Analyzing the derivative of a function is key to understanding its behavior. The derivative helps us determine the rate at which the function changes. For the function \( y = x^5 - 5x^4 \), the derivative is obtained by applying basic differentiation rules:

• \( y' = 5x^4 - 20x^3 \)

This new expression, the derivative, allows us to find critical points and investigate where the function increases or decreases. Solving \( y' = 0 \), we find the critical points — places where the slope is zero and potential local maxima or minima can occur.

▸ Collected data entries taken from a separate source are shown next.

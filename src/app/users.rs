//! Users view: profile listing and the profile edit dialog.
//!
//! Edits go straight through the store; the board store picks them up on
//! the next reconciliation. Flipping status to inactive is the soft
//! delete.

use anyhow::Result;
use uuid::Uuid;

use crate::db::Database;
use crate::types::{Role, User, UserStatus};

#[derive(Debug, Clone, PartialEq, Eq)]
pub struct UserRow {
    pub user_id: Uuid,
    pub name: String,
    pub email: String,
    pub role: Role,
    pub status: UserStatus,
    pub created_at: String,
}

/// One row per profile; the name falls back to the email local-part.
pub fn user_rows(users: &[User]) -> Vec<UserRow> {
    users
        .iter()
        .map(|user| UserRow {
            user_id: user.id,
            name: user.name().to_string(),
            email: user.email.clone(),
            role: user.role,
            status: user.status,
            created_at: user.created_at.clone(),
        })
        .collect()
}

#[derive(Debug, Clone, Copy, Eq, PartialEq)]
pub enum ProfileEditorField {
    DisplayName,
    Role,
    Status,
    Save,
    Cancel,
}

impl ProfileEditorField {
    pub const ALL: [ProfileEditorField; 5] = [
        ProfileEditorField::DisplayName,
        ProfileEditorField::Role,
        ProfileEditorField::Status,
        ProfileEditorField::Save,
        ProfileEditorField::Cancel,
    ];
}

#[derive(Debug, Clone, Eq, PartialEq)]
pub struct ProfileEditorState {
    pub user_id: Uuid,
    pub email: String,
    pub display_name_input: String,
    pub role: Role,
    pub status: UserStatus,
    pub focused_field: ProfileEditorField,
}

impl ProfileEditorState {
    pub fn for_user(user: &User) -> Self {
        Self {
            user_id: user.id,
            email: user.email.clone(),
            display_name_input: user.display_name.clone().unwrap_or_default(),
            role: user.role,
            status: user.status,
            focused_field: ProfileEditorField::DisplayName,
        }
    }

    pub fn focus_next(&mut self) {
        let index = ProfileEditorField::ALL
            .iter()
            .position(|f| *f == self.focused_field)
            .unwrap_or(0);
        self.focused_field =
            ProfileEditorField::ALL[(index + 1) % ProfileEditorField::ALL.len()];
    }

    pub fn cycle_role(&mut self) {
        let index = Role::ALL
            .iter()
            .position(|r| *r == self.role)
            .unwrap_or(0);
        self.role = Role::ALL[(index + 1) % Role::ALL.len()];
    }

    pub fn cycle_status(&mut self) {
        let index = UserStatus::ALL
            .iter()
            .position(|s| *s == self.status)
            .unwrap_or(0);
        self.status = UserStatus::ALL[(index + 1) % UserStatus::ALL.len()];
    }

    /// Persist all three fields and return the stored profile. A blank
    /// display name clears it back to the email fallback.
    pub fn save(&self, db: &Database) -> Result<User> {
        let display_name = {
            let trimmed = self.display_name_input.trim();
            (!trimmed.is_empty()).then(|| trimmed.to_string())
        };
        db.update_user_profile(self.user_id, display_name)?;
        db.update_user_role(self.user_id, self.role)?;
        db.update_user_status(self.user_id, self.status)?;
        db.get_user(self.user_id)
    }
}

#[cfg(test)]
mod tests {
    use anyhow::Result;

    use super::*;

    fn setup() -> Result<(Database, User)> {
        let db = Database::open(":memory:")?;
        let user = db.create_user(
            "ana@example.com",
            None,
            "hash",
            Role::User,
            UserStatus::Pending,
        )?;
        Ok((db, user))
    }

    #[test]
    fn test_user_rows_fall_back_to_email_local_part() -> Result<()> {
        let (db, plain) = setup()?;
        let named = db.create_user(
            "bruno@example.com",
            Some("Bruno".to_string()),
            "hash",
            Role::Manager,
            UserStatus::Active,
        )?;

        let rows = user_rows(&[plain.clone(), named.clone()]);
        assert_eq!(rows.len(), 2);
        assert_eq!(rows[0].name, "ana");
        assert_eq!(rows[0].role, Role::User);
        assert_eq!(rows[1].name, "Bruno");
        assert_eq!(rows[1].status, UserStatus::Active);

        Ok(())
    }

    #[test]
    fn test_profile_save_updates_all_fields() -> Result<()> {
        let (db, user) = setup()?;

        let mut editor = ProfileEditorState::for_user(&user);
        editor.display_name_input = "  Ana Lima  ".to_string();
        editor.cycle_role();
        editor.cycle_status();
        assert_eq!(editor.role, Role::Manager);
        assert_eq!(editor.status, UserStatus::Active);

        let saved = editor.save(&db)?;
        assert_eq!(saved.display_name.as_deref(), Some("Ana Lima"));
        assert_eq!(saved.role, Role::Manager);
        assert_eq!(saved.status, UserStatus::Active);

        Ok(())
    }

    #[test]
    fn test_blank_display_name_restores_fallback() -> Result<()> {
        let (db, user) = setup()?;
        db.update_user_profile(user.id, Some("Ana".to_string()))?;

        let mut editor = ProfileEditorState::for_user(&db.get_user(user.id)?);
        assert_eq!(editor.display_name_input, "Ana");
        editor.display_name_input = "   ".to_string();

        let saved = editor.save(&db)?;
        assert_eq!(saved.display_name, None);
        assert_eq!(saved.name(), "ana");

        Ok(())
    }

    #[test]
    fn test_status_flip_to_inactive_is_the_soft_delete() -> Result<()> {
        let (db, user) = setup()?;
        let mut editor = ProfileEditorState::for_user(&user);
        editor.status = UserStatus::Inactive;
        let saved = editor.save(&db)?;

        assert_eq!(saved.status, UserStatus::Inactive);
        assert!(!saved.is_online());
        // The row survives; only presence and login are affected.
        assert_eq!(db.list_users()?.len(), 1);

        Ok(())
    }
}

Critical points occur where the derivative of the function is zero or undefined. These points determine where a function might change direction:

• For our function, we set \( 5x^3(x-4) = 0 \).
• Solving gives us the critical points at \( x = 0 \) and \( x = 4 \).

These points are not automatically minima or maxima. We need further investigation, such as using the second derivative, to identify their nature. Critical points are foundational in graphing because they mark potentially significant changes in the graph's trend.

Extreme values are the highest or lowest points the function reaches. They can be local (only within a small region) or absolute (through the entire domain). To distinguish if our critical points are extreme values, we use the second derivative test:

• First, calculate the second derivative: \( y'' = 20x^3 - 60x^2 \).
• Then evaluate at critical points.
• For \( x = 0 \): Second derivative is 0, indicating a potential inflection point rather than an extreme.
• For \( x = 4 \): \( y''(4) = 320 \), positive, meaning a local minimum.

Identifying these helps sketch an accurate graph and understand the peaks and valleys of the function.

Inflection points represent where a graph changes concavity, switching from being concave up (like a cup) to concave down (like an umbrella), or vice versa. We determine these by finding where the second derivative changes sign.

• Set \( y'' = 20x^3 - 60x^2 = 0 \).
• This reveals potential inflection points at \( x = 0 \) and \( x = 3 \).

Check intervals around these values to confirm changes in concavity. Both \( x = 0 \) and \( x = 3 \) indeed produce sign changes in the second derivative. Thus, they're true inflection points, offering insight into the "shape" of the graph.